Write out each line of the entries below that holds the word "RenderClient".

*** Opening Data in this exercise ***

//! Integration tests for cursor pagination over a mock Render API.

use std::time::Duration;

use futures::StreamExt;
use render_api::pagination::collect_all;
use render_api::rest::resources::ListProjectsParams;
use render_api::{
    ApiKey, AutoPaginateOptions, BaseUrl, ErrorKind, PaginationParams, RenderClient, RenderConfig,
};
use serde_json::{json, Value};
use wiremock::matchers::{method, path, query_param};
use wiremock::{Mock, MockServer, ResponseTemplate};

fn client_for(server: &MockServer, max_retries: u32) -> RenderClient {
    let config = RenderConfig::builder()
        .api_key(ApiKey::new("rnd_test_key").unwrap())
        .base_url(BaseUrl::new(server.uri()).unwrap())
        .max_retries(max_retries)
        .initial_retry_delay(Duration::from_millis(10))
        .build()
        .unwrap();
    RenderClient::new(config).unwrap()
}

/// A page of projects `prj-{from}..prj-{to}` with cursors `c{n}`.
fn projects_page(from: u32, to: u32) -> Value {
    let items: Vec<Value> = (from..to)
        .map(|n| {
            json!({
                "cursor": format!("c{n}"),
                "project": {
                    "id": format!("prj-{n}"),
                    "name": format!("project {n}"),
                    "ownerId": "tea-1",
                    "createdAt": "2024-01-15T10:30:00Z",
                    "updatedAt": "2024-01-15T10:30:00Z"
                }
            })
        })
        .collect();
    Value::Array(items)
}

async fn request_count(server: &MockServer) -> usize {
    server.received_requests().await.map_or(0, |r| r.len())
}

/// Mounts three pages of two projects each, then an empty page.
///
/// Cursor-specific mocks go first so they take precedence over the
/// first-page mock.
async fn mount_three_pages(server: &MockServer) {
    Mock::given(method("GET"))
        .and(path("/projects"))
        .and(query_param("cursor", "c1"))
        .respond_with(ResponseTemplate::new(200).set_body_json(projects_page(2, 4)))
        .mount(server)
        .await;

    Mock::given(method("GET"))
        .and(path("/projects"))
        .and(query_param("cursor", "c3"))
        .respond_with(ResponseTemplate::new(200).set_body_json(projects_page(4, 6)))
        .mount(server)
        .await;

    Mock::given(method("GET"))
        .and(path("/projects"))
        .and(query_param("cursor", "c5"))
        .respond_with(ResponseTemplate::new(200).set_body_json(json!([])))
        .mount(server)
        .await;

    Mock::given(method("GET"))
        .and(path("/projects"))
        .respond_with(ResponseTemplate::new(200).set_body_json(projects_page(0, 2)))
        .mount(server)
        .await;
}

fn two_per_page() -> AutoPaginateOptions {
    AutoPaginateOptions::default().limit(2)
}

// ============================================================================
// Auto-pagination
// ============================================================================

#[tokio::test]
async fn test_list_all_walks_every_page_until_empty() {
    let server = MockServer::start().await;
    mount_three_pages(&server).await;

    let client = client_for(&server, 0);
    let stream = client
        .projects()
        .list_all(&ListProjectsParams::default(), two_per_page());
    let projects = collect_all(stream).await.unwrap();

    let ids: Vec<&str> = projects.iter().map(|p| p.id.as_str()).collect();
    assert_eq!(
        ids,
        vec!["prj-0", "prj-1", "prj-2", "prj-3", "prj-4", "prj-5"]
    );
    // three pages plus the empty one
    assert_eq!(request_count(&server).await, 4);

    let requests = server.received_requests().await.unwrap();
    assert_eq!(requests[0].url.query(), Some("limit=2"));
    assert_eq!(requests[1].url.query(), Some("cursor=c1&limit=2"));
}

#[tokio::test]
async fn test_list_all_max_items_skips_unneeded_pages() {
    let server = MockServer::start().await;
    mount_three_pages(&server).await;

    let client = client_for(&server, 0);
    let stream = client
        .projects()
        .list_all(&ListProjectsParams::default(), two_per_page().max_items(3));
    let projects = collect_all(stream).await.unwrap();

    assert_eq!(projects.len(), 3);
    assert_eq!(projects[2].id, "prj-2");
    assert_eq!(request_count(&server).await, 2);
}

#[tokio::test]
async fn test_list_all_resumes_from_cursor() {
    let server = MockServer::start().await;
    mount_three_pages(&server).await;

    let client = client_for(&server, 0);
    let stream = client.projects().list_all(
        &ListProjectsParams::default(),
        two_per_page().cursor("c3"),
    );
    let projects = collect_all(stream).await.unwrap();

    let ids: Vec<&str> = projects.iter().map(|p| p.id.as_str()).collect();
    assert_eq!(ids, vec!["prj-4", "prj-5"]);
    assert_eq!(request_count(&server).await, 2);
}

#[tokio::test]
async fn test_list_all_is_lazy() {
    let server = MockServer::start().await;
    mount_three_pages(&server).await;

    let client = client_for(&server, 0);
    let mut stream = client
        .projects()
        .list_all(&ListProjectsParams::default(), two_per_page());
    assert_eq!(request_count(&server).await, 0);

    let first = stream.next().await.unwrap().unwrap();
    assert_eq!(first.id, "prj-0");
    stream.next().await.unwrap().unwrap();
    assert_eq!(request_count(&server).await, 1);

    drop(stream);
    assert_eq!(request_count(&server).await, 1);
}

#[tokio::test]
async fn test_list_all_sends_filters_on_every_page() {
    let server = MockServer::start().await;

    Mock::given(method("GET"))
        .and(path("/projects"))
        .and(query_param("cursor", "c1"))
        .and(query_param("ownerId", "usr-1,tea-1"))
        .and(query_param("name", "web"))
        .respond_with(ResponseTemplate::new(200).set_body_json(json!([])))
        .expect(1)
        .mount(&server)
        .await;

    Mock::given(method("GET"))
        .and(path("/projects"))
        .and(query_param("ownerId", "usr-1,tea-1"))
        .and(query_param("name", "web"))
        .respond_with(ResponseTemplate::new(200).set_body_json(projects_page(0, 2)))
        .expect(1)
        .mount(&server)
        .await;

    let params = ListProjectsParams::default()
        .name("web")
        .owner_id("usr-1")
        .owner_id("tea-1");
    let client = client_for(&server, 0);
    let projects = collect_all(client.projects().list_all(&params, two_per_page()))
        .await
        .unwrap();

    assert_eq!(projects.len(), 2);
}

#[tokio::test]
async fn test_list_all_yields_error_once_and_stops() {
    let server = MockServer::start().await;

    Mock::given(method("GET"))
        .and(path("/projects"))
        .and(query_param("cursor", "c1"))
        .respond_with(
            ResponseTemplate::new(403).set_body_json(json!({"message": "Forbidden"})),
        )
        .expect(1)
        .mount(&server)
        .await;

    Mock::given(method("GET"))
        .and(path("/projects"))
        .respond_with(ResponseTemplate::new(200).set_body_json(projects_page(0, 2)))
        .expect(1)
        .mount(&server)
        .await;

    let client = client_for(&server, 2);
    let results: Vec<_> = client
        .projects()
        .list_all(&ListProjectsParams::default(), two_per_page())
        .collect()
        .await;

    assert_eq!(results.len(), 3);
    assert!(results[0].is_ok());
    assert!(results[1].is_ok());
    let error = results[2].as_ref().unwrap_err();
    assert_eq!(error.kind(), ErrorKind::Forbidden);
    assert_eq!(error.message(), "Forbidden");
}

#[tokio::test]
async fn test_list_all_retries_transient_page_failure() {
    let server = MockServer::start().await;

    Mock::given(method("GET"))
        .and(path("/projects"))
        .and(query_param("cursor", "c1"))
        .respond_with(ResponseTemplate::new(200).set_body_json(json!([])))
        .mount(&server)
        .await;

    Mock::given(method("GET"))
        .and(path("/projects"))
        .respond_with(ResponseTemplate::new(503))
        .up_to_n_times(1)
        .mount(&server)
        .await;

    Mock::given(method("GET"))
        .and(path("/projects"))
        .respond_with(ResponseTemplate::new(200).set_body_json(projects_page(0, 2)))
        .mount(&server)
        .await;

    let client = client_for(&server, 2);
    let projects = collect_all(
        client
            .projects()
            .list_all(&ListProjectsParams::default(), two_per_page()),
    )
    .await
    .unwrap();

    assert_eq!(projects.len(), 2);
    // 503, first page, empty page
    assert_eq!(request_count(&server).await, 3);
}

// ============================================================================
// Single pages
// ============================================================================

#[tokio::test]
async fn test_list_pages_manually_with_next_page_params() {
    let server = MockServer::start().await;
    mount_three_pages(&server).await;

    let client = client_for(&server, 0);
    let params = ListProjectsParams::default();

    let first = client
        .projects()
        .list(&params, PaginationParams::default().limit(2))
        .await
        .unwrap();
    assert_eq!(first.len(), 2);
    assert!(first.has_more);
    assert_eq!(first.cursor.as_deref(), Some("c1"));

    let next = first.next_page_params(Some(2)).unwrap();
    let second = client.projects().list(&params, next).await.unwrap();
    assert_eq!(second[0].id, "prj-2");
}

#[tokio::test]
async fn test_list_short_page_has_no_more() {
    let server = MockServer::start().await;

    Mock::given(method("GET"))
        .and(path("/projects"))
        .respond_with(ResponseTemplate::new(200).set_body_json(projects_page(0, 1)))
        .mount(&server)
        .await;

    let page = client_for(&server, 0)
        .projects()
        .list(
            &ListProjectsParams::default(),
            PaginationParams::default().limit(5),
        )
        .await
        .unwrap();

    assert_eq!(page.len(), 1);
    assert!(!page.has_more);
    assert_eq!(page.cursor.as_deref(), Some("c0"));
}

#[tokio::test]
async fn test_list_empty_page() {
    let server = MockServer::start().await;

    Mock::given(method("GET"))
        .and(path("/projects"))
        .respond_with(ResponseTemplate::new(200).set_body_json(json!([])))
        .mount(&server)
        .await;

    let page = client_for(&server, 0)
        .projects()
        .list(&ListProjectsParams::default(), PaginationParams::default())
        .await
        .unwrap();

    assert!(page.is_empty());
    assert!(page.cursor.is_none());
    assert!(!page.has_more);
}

*** Closing Data in this exercise ***

# [Response to this exercise]
    ApiKey, AutoPaginateOptions, BaseUrl, ErrorKind, PaginationParams, RenderClient, RenderConfig,
fn client_for(server: &MockServer, max_retries: u32) -> RenderClient {
    RenderClient::new(config).unwrap()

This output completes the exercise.